What a piece of work is a man!
— Hamlet

Thinking, Fast and Slow, Daniel Kahneman

The human brain has changed little since the dawn of civilization: our decisions are fraught with confirmation bias and loss aversion, our intuitions are bad at statistics, we are more often than not overconfident, and we tend to overlook mean reversion. Instead of despairing over these takeaways about human inclinations, how can we better utilize them to build better institutions for societal improvements? An enlightening classic for the everyday Econ constantly puzzling over normal Human behaviour.

 

The Sixth Extinction: An Unnatural History, Elizabeth Kolbert

“Though it might be nice to imagine there once was a time when man lived in harmony with nature, it's not clear that he ever really did.” The history of man may be brief relative to this earth that bore us, but the vast impactwe wrought upon her is anomalous. This is a book of heartache, but also of cautious optimism. There is a curiosity and madness unique to our species which enables us to on one hand drive species to extinction, and on the other revive them through last ditched conservation efforts.

 

Ill Fares the Land, Tony Judt

"One of the challenges of shifting the direction of public policy debate in the US is to overcome the ingrained suspicion of anything that smacks of 'socialism'". Socialism sought to dismantle capitalism and replace it with a regime based on an entirely different system of production and ownership, whereas social democracy tends to compromise: the acceptance of capitalism and parliamentary democracy as the framework from within which to address issues such as poverty, inequality, and minority rights. 

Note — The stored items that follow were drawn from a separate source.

//! Numerical building blocks: scan grids and integration, Poisson/negative
//! binomial log-pmfs, bounded 1-D optimization, normal quantiles, and
//! correlated Gaussian sampling.

pub mod grid;
pub mod mnormal;
pub mod normal;
pub mod optimize;
pub mod poisson;

pub use grid::*;
pub use mnormal::*;
pub use normal::*;
pub use optimize::*;
pub use poisson::*;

Do we hasten to seek partisan self-identities and dismiss opposing views too readily? Why not seek to build a more comprehensive set of policy expectations and outlooks for society as a whole? We lack a collective confidence today which permeated post World War II Europe and America. The societal identity - "Who is 'we'? Whom exactly do we trust" - provides markets with trust and cooperation, greases the free-flow of information, enables the creation and maintenance of public goods. The vision is to ethically inform, to reopen the public dialogue of, take on the self-assigned obligation to "raise popular standards rather than condescend to them" and effect incremental improvements upon unsatisfactory circumstances rather than espouse radical system-wide changes.

 

QED: The Strange Theory of Light and Matter, Richard Feynman

Feynman's wit and animated passion for physics shine through these short pages. If a physics lecture could be a thriller novel...

What is quantum electrodynamics? What do photons and electrons do, probably? And what is this matter of light and matter? We start with wonderful little arrows that can solve all our problems, dance through some quantum field theory, but are dropped off at the grand entrance to the complicated state of the rest of physics. "Surely You're Joking, Mr. Feynman!"